Some
Favorite Poems
* Note -- Emily's
poems like some others, are without titles. So i used the poems
first line as title for index.
Emily or should I say Poetess Dickinson was born in Amherst, Massachuetts on December 10, 1830. Emily lived secluded in the house she was born in, except for the short time she attended Amhurst Academy and Holyoke Female Seminary, until her death on May 15, 1886 due to Bright's disease.
Emily was an energetic and outgoing woman while attending the Academy and Seminary. It was later, during her mid-twenties, that Emily began to grow reclusive. She attended almost exclusively to household chores and to writing poetry.
Many scholars have tried to understand why and theorize why Emily decided to seclude herself in her home and write about the most intimate experiences and feelings of life. I think that the best of these theories is that Emily could not write about the world with out first backing away from the it and contemplating it from a distance.

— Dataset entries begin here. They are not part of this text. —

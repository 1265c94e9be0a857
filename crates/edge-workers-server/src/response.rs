//! Response Adapter: guest responses to HTTP responses.
//!
//! Status and headers are copied from the guest. The body is handled by
//! its [`BodyKind`](edge_workers_core::BodyKind):
//!
//! | body   | default content-type                              |
//! |--------|---------------------------------------------------|
//! | empty  | none                                              |
//! | text   | inferred: HTML, JSON or plain text                |
//! | binary | inferred as text when valid UTF-8, else octet-stream |
//! | stream | `text/event-stream`                               |
//!
//! A content-type set by the guest always wins over the default.

use axum::body::Body;
use axum::http::header::{CONNECTION, CONTENT_LENGTH, CONTENT_TYPE, TRANSFER_ENCODING};
use axum::http::{HeaderName, HeaderValue, Response, StatusCode};
use bytes::Bytes;
use tokio::sync::mpsc;
use tracing::{debug, warn};

use edge_workers_common::WorkerError;
use edge_workers_core::{GuestBody, GuestResponse, GuestStream};

/// Default content-type for streamed bodies.
pub const STREAM_CONTENT_TYPE: &str = "text/event-stream";

const HTML: &str = "text/html; charset=utf-8";
const JSON: &str = "application/json";
const PLAIN: &str = "text/plain; charset=utf-8";
const OCTET_STREAM: &str = "application/octet-stream";

/// Content-type for a text body the guest sent without one.
pub fn infer_text_content_type(text: &str) -> &'static str {
    let lower: String = text
        .trim_start()
        .chars()
        .take(14)
        .map(|c| c.to_ascii_lowercase())
        .collect();
    if lower.starts_with("<!doctype html") || lower.starts_with("<html") {
        HTML
    } else if serde_json::from_str::<serde::de::IgnoredAny>(text).is_ok() {
        JSON
    } else {
        PLAIN
    }
}

/// Content-type for a binary body the guest sent without one.
pub fn infer_binary_content_type(bytes: &[u8]) -> &'static str {
    match std::str::from_utf8(bytes) {
        Ok(text) => infer_text_content_type(text),
        Err(_) => OCTET_STREAM,
    }
}

/// Convert a guest response into an axum response.
///
/// A streamed body is pumped by a spawned task: chunks are pulled from the
/// sandbox only as fast as the client reads them, and a client disconnect
/// cancels the guest stream.
pub fn into_axum_response(response: GuestResponse) -> Response<Body> {
    let status = StatusCode::from_u16(response.status).unwrap_or(StatusCode::INTERNAL_SERVER_ERROR);
    let mut builder = Response::builder().status(status);

    for (name, value) in &response.headers {
        let Ok(name) = HeaderName::try_from(name.as_str()) else {
            debug!(header = %name, "Dropping invalid header name from guest response");
            continue;
        };
        // Framing is decided by the server.
        if name == CONTENT_LENGTH || name == TRANSFER_ENCODING || name == CONNECTION {
            continue;
        }
        match HeaderValue::try_from(value.as_str()) {
            Ok(value) => builder = builder.header(name, value),
            Err(_) => debug!(header = %name, "Dropping invalid header value from guest response"),
        }
    }

    let has_content_type = response.header("content-type").is_some();
    let (default_type, body) = match response.body {
        GuestBody::Empty => (None, Body::empty()),
        GuestBody::Text(text) => (Some(infer_text_content_type(&text)), Body::from(text)),
        GuestBody::Binary(bytes) => (Some(infer_binary_content_type(&bytes)), Body::from(bytes)),
        GuestBody::Stream(stream) => (Some(STREAM_CONTENT_TYPE), stream_body(stream)),
    };
    if let Some(content_type) = default_type.filter(|_| !has_content_type) {
        builder = builder.header(CONTENT_TYPE, content_type);
    }

    builder.body(body).unwrap_or_else(|e| {
        warn!(error = %e, "Failed to build response");
        let mut fallback = Response::new(Body::from("Internal server error"));
        *fallback.status_mut() = StatusCode::INTERNAL_SERVER_ERROR;
        fallback
    })
}

fn stream_body(stream: GuestStream) -> Body {
    let (tx, rx) = mpsc::channel(1);
    tokio::spawn(pump(stream, tx));

    let chunks = futures_util::stream::unfold(rx, |mut rx| async move {
        rx.recv().await.map(|item| (item, rx))
    });
    Body::from_stream(chunks)
}

/// Move chunks from the guest to the connection until either side stops.
///
/// An error after headers went out is forwarded as a body error, which makes
/// the server abort the connection instead of sending a new status line.
async fn pump(mut stream: GuestStream, tx: mpsc::Sender<Result<Bytes, WorkerError>>) {
    loop {
        let next = tokio::select! {
            () = tx.closed() => {
                debug!(worker_id = %stream.worker_id(), "Client went away, cancelling stream");
                stream.cancel();
                return;
            }
            next = stream.next_chunk() => next,
        };

        match next {
            Ok(Some(chunk)) => {
                if tx.send(Ok(chunk)).await.is_err() {
                    debug!(worker_id = %stream.worker_id(), "Client went away, cancelling stream");
                    stream.cancel();
                    return;
                }
            }
            Ok(None) => return,
            Err(e) => {
                warn!(worker_id = %stream.worker_id(), error = %e, "Response stream failed");
                stream.cancel();
                let _ = tx.send(Err(e)).await;
                return;
            }
        }
    }
}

Emily had few friends and acquaintances from day to day. One of these aquaintances was Thomas Wentworth Higginson whom she sent a few pieces of her poetry to. He rejected her poems, but he was eventually the first to publish her work after her death. Emily only had a six or seven of her poems published during her lifetime--and those without her consent. The number is argued over because one poem was published more than once.
It was after her death that her poems were discovered. It is estimated that Emily wrote over 1700 poems.
If I can stop one heart from breaking, I shall not live in vain; If I can ease one life the aching, Or cool one pain, Or help one fainting robin Unto his nest again, I shall not live in vain.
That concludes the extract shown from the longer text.